Elle l’est, mais il faut nuancer un peu. Ces deux hommes n’ont pas été réélus. Bolsonaro est même le seul président à ne pas l’avoir été dans toute l’histoire démocratique du Brésil. Mais, en effet, Trump et lui ont été et sont encore capables de mobiliser un bloc social de droite dure et d’affaiblir la droite traditionnelle, et ils ont gouverné dans une large mesure contre les institutions. Bolsonaro, en particulier, a rassemblé contre lui une forte coalition tout à la fois politique, sociale et culturelle, mais son score – plus de 49 % – montre qu’une importante base néoréactionnaire reste disponible pour lui. Cela est vrai aussi de Trump ou d’autres acteurs susceptibles de récupérer cette base.

Vous écrivez que Trump a été un élément déterminant dans l’« élargissement du dicible pour la droite radicale » et dans la « légitimation de l’ethnonationalisme ». Est-ce l’ethnonationalisme qui rassemble les tenants de la nouvelle droite populiste ?

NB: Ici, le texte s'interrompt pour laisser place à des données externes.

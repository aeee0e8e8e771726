//! binding between feed records and a set of random-access stores
//!
//! A feed persists itself into six logical streams. Four of them are fixed
//! record files addressed by index, `data` is a raw concatenation of blocks,
//! and `key`/`secret_key` hold a single record each. The streams themselves
//! are abstracted behind [RandomAccess] so a feed can live in memory, on
//! disk, or anywhere else that can serve byte ranges.
use crate::error::{Error, Result};
use crate::hash::Hash;
use fnv::FnvHashMap;
use parking_lot::Mutex;
use std::sync::Arc;

/// size of a stored tree node record: hash followed by a big-endian size
pub const NODE_SIZE: u64 = 40;
/// size of a stored signature record
pub const SIGNATURE_SIZE: u64 = 64;
/// size of the header prefixed to the record streams
pub const HEADER_SIZE: u64 = 32;
/// size of one bitfield page record, see the bitfield module for the layout
pub const BITFIELD_PAGE_SIZE: u64 = 3328;

const MAGIC: [u8; 3] = [0x05, 0x02, 0x57];

/// the logical streams a feed is persisted into
#[derive(Debug, Clone, Copy, PartialEq, Eq, Hash)]
pub enum StreamKind {
    Data,
    Tree,
    Bitfield,
    Signatures,
    Key,
    SecretKey,
}

impl StreamKind {
    pub fn name(self) -> &'static str {
        match self {
            StreamKind::Data => "data",
            StreamKind::Tree => "tree",
            StreamKind::Bitfield => "bitfield",
            StreamKind::Signatures => "signatures",
            StreamKind::Key => "key",
            StreamKind::SecretKey => "secret_key",
        }
    }
}

/// a single tree node as stored in the `tree` stream
#[derive(Debug, Clone, Copy, PartialEq, Eq)]
pub struct Node {
    /// flat-tree index
    pub index: u64,
    pub hash: Hash,
    /// total byte length of the blocks below this node
    pub size: u64,
}

impl Node {
    pub fn new(index: u64, hash: Hash, size: u64) -> Self {
        Self { index, hash, size }
    }

    pub fn to_bytes(&self) -> [u8; NODE_SIZE as usize] {
        let mut buf = [0u8; NODE_SIZE as usize];
        buf[..32].copy_from_slice(&self.hash);
        buf[32..].copy_from_slice(&self.size.to_be_bytes());
        buf
    }

    pub fn from_bytes(index: u64, buf: &[u8]) -> Result<Self> {
        if buf.len() != NODE_SIZE as usize {
            return Err(Error::NotFound);
        }
        let mut hash = [0u8; 32];
        hash.copy_from_slice(&buf[..32]);
        let mut size = [0u8; 8];
        size.copy_from_slice(&buf[32..]);
        Ok(Self {
            index,
            hash,
            size: u64::from_be_bytes(size),
        })
    }

    fn is_blank(buf: &[u8]) -> bool {
        buf.iter().all(|b| *b == 0)
    }
}

/// Byte-range access to one logical stream.
///
/// Reads past the end of the stream must report [Error::NotFound] so callers
/// can tell a missing record from an I/O failure. Writes extend the stream
/// with zeroes as needed.
pub trait RandomAccess: Send {
    fn read(&self, offset: u64, length: u64) -> Result<Vec<u8>>;
    fn write(&self, offset: u64, data: &[u8]) -> Result<()>;
    fn truncate(&self, length: u64) -> Result<()>;
    fn len(&self) -> Result<u64>;
    fn close(&self) -> Result<()>;

    fn is_empty(&self) -> Result<bool> {
        Ok(self.len()? == 0)
    }
}

/// factory producing the stream behind each [StreamKind]
pub trait Storage {
    fn open(&self, kind: StreamKind) -> Result<Box<dyn RandomAccess>>;
}

impl<F> Storage for F
where
    F: Fn(StreamKind) -> Result<Box<dyn RandomAccess>>,
{
    fn open(&self, kind: StreamKind) -> Result<Box<dyn RandomAccess>> {
        self(kind)
    }
}

/// In-memory storage, the reference implementation.
///
/// Cloning shares the underlying buffers, so a feed can be closed and
/// reopened against the same `MemoryStorage` to exercise recovery paths.
#[derive(Debug, Clone, Default)]
pub struct MemoryStorage {
    files: Arc<Mutex<FnvHashMap<&'static str, Arc<Mutex<Vec<u8>>>>>>,
}

impl MemoryStorage {
    pub fn new() -> Self {
        Self::default()
    }
}

impl Storage for MemoryStorage {
    fn open(&self, kind: StreamKind) -> Result<Box<dyn RandomAccess>> {
        let buf = self
            .files
            .lock()
            .entry(kind.name())
            .or_insert_with(|| Arc::new(Mutex::new(Vec::new())))
            .clone();
        Ok(Box::new(RandomAccessMemory { buf }))
    }
}

pub struct RandomAccessMemory {
    buf: Arc<Mutex<Vec<u8>>>,
}

impl RandomAccess for RandomAccessMemory {
    fn read(&self, offset: u64, length: u64) -> Result<Vec<u8>> {
        let buf = self.buf.lock();
        let start = offset as usize;
        let end = start + length as usize;
        if end > buf.len() {
            return Err(Error::NotFound);
        }
        Ok(buf[start..end].to_vec())
    }

    fn write(&self, offset: u64, data: &[u8]) -> Result<()> {
        let mut buf = self.buf.lock();
        let end = offset as usize + data.len();
        if buf.len() < end {
            buf.resize(end, 0);
        }
        buf[offset as usize..end].copy_from_slice(data);
        Ok(())
    }

    fn truncate(&self, length: u64) -> Result<()> {
        let mut buf = self.buf.lock();
        buf.truncate(length as usize);
        Ok(())
    }

    fn len(&self) -> Result<u64> {
        Ok(self.buf.lock().len() as u64)
    }

    fn close(&self) -> Result<()> {
        Ok(())
    }
}

/// snapshot of persisted state taken when the binding is opened
#[derive(Debug, Default)]
pub struct OpenState {
    pub key: Option<[u8; 32]>,
    pub secret_key: Option<[u8; 64]>,
    /// bitfield page records in page order
    pub bitfield_pages: Vec<Vec<u8>>,
}

/// the feed's view of its six streams
pub struct FeedStorage {
    data: Box<dyn RandomAccess>,
    tree: Box<dyn RandomAccess>,
    bitfield: Box<dyn RandomAccess>,
    signatures: Box<dyn RandomAccess>,
    key: Box<dyn RandomAccess>,
    secret_key: Box<dyn RandomAccess>,
}

fn header(kind: u8, entry_size: u16, algorithm: &str) -> [u8; HEADER_SIZE as usize] {
    let mut buf = [0u8; HEADER_SIZE as usize];
    buf[..3].copy_from_slice(&MAGIC);
    buf[3] = kind;
    buf[4] = 0; // version
    buf[5..7].copy_from_slice(&entry_size.to_be_bytes());
    buf[7] = algorithm.len() as u8;
    buf[8..8 + algorithm.len()].copy_from_slice(algorithm.as_bytes());
    buf
}

fn ensure_header(stream: &dyn RandomAccess, hdr: &[u8; HEADER_SIZE as usize]) -> Result<()> {
    if stream.is_empty()? {
        stream.write(0, hdr)?;
        return Ok(());
    }
    match stream.read(0, 4) {
        Ok(prefix) if prefix[..3] == MAGIC && prefix[3] == hdr[3] => Ok(()),
        // short or foreign file, a later record write will sort it out
        Err(Error::NotFound) => Ok(()),
        Ok(_) => Err(Error::AlreadyExists),
        Err(e) => Err(e),
    }
}

impl FeedStorage {
    pub fn open(storage: &dyn Storage) -> Result<(Self, OpenState)> {
        let this = Self {
            data: storage.open(StreamKind::Data)?,
            tree: storage.open(StreamKind::Tree)?,
            bitfield: storage.open(StreamKind::Bitfield)?,
            signatures: storage.open(StreamKind::Signatures)?,
            key: storage.open(StreamKind::Key)?,
            secret_key: storage.open(StreamKind::SecretKey)?,
        };
        ensure_header(&*this.tree, &header(2, NODE_SIZE as u16, "Sha256"))?;
        ensure_header(&*this.signatures, &header(1, SIGNATURE_SIZE as u16, "Ed25519"))?;
        ensure_header(&*this.bitfield, &header(0, BITFIELD_PAGE_SIZE as u16, ""))?;

        let mut state = OpenState {
            key: match this.key.read(0, 32) {
                Ok(buf) => Some(buf.try_into().expect("read returned 32 bytes")),
                Err(Error::NotFound) => None,
                Err(e) => return Err(e),
            },
            secret_key: match this.secret_key.read(0, 64) {
                Ok(buf) => Some(buf.try_into().expect("read returned 64 bytes")),
                Err(Error::NotFound) => None,
                Err(e) => return Err(e),
            },
            bitfield_pages: Vec::new(),
        };
        let bitfield_len = this.bitfield.len()?;
        if bitfield_len > HEADER_SIZE {
            let pages = (bitfield_len - HEADER_SIZE) / BITFIELD_PAGE_SIZE;
            for page in 0..pages {
                state.bitfield_pages.push(this.bitfield.read(
                    HEADER_SIZE + page * BITFIELD_PAGE_SIZE,
                    BITFIELD_PAGE_SIZE,
                )?);
            }
        }
        Ok((this, state))
    }

    pub fn get_node(&self, index: u64) -> Result<Node> {
        let buf = self.tree.read(HEADER_SIZE + index * NODE_SIZE, NODE_SIZE)?;
        if Node::is_blank(&buf) {
            return Err(Error::NotFound);
        }
        Node::from_bytes(index, &buf)
    }

    pub fn put_node(&self, node: &Node) -> Result<()> {
        self.tree
            .write(HEADER_SIZE + node.index * NODE_SIZE, &node.to_bytes())
    }

    pub fn get_data(&self, offset: u64, length: u64) -> Result<Vec<u8>> {
        self.data.read(offset, length)
    }

    pub fn put_data(&self, offset: u64, data: &[u8]) -> Result<()> {
        self.data.write(offset, data)
    }

    pub fn get_signature(&self, index: u64) -> Result<[u8; 64]> {
        let buf = self
            .signatures
            .read(HEADER_SIZE + index * SIGNATURE_SIZE, SIGNATURE_SIZE)?;
        if buf.iter().all(|b| *b == 0) {
            return Err(Error::NotFound);
        }
        Ok(buf.try_into().expect("read returned 64 bytes"))
    }

    pub fn put_signature(&self, index: u64, signature: &[u8; 64]) -> Result<()> {
        self.signatures
            .write(HEADER_SIZE + index * SIGNATURE_SIZE, signature)
    }

    pub fn put_bitfield_page(&self, page: u64, record: &[u8]) -> Result<()> {
        debug_assert_eq!(record.len() as u64, BITFIELD_PAGE_SIZE);
        self.bitfield
            .write(HEADER_SIZE + page * BITFIELD_PAGE_SIZE, record)
    }

    pub fn put_key(&self, key: &[u8; 32]) -> Result<()> {
        self.key.write(0, key)
    }

    pub fn put_secret_key(&self, secret: &[u8; 64]) -> Result<()> {
        self.secret_key.write(0, secret)
    }

    /// wipe everything, used by the `overwrite` open mode
    pub fn clear(&self) -> Result<()> {
        self.key.truncate(0)?;
        self.secret_key.truncate(0)?;
        self.bitfield.truncate(HEADER_SIZE)?;
        self.tree.truncate(HEADER_SIZE)?;
        self.signatures.truncate(HEADER_SIZE)?;
        self.data.truncate(0)
    }

    pub fn close(&self) -> Result<()> {
        self.data.close()?;
        self.tree.close()?;
        self.bitfield.close()?;
        self.signatures.close()?;
        self.key.close()?;
        self.secret_key.close()
    }
}

#[cfg(test)]
mod tests {
    use super::*;

    #[test]
    fn memory_read_past_end_is_not_found() {
        let storage = MemoryStorage::new();
        let file = storage.open(StreamKind::Data).unwrap();
        file.write(0, b"hello").unwrap();
        assert!(matches!(file.read(0, 5), Ok(b) if b == b"hello"));
        assert!(matches!(file.read(3, 5), Err(Error::NotFound)));
    }

    #[test]
    fn node_records_round_trip_at_fixed_offsets() {
        let storage = MemoryStorage::new();
        let (feed, _) = FeedStorage::open(&storage).unwrap();
        let node = Node::new(5, [7u8; 32], 1234);
        feed.put_node(&node).unwrap();
        assert_eq!(feed.get_node(5).unwrap(), node);
        // record 5 sits exactly at header + 5 * 40
        let raw = storage.open(StreamKind::Tree).unwrap();
        let buf = raw.read(HEADER_SIZE + 5 * NODE_SIZE, NODE_SIZE).unwrap();
        assert_eq!(&buf[..32], &[7u8; 32]);
        assert_eq!(buf[32..], 1234u64.to_be_bytes());
    }

    #[test]
    fn blank_records_are_not_found() {
        let storage = MemoryStorage::new();
        let (feed, _) = FeedStorage::open(&storage).unwrap();
        feed.put_node(&Node::new(4, [1u8; 32], 1)).unwrap();
        // record 2 is all zeroes now
        assert!(matches!(feed.get_node(2), Err(Error::NotFound)));
        assert!(matches!(feed.get_signature(0), Err(Error::NotFound)));
    }

    #[test]
    fn reopen_sees_key_and_pages() {
        let storage = MemoryStorage::new();
        {
            let (feed, state) = FeedStorage::open(&storage).unwrap();
            assert!(state.key.is_none());
            feed.put_key(&[9u8; 32]).unwrap();
            feed.put_bitfield_page(0, &[0xffu8; BITFIELD_PAGE_SIZE as usize])
                .unwrap();
        }
        let (_, state) = FeedStorage::open(&storage).unwrap();
        assert_eq!(state.key, Some([9u8; 32]));
        assert_eq!(state.bitfield_pages.len(), 1);
        assert!(state.bitfield_pages[0].iter().all(|b| *b == 0xff));
    }

    #[test]
    fn foreign_file_is_rejected() {
        let storage = MemoryStorage::new();
        storage
            .open(StreamKind::Tree)
            .unwrap()
            .write(0, b"something else entirely, 32 bytes")
            .unwrap();
        assert!(matches!(FeedStorage::open(&storage), Err(Error::AlreadyExists)));
    }
}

Il est un élément clé, surtout pour comprendre les extrêmes droites du Nord, mais c’est moins le cas en Amérique latine, où la situation ethnique, linguistique et culturelle se prête mal à un nativisme ethnoculturel débridé. En Europe ou aux États-Unis, ce nouveau nationalisme vomit le « globalisme » de type cosmopolite et n’hésite pas à prôner une « démocratie illibérale », comme Viktor Orbán en Hongrie. À la différence des cold warriors – les faucons conservateurs de la guerre froide –, qui étaient assez optimistes sur l’avenir, il s’agit aujourd’hui d’une droite plutôt pessimiste. En témoigne par exemple le livre de la journaliste et écrivaine libérale-conservatrice Anne Applebaum, Démocraties en déclin (Grasset, 2021), qui déplore l’involution de nombre de ses anciens amis de la « droite civilisée » étatsunienne, britannique ou polonaise et leur repli ethnonationaliste et anticosmopolite.

Les évangéliques, au Brésil et ailleurs sur le continent, constituent une force montante. Mais d’autres mouvances d’extrême droite émergent. Quelles sont leurs principales composantes ?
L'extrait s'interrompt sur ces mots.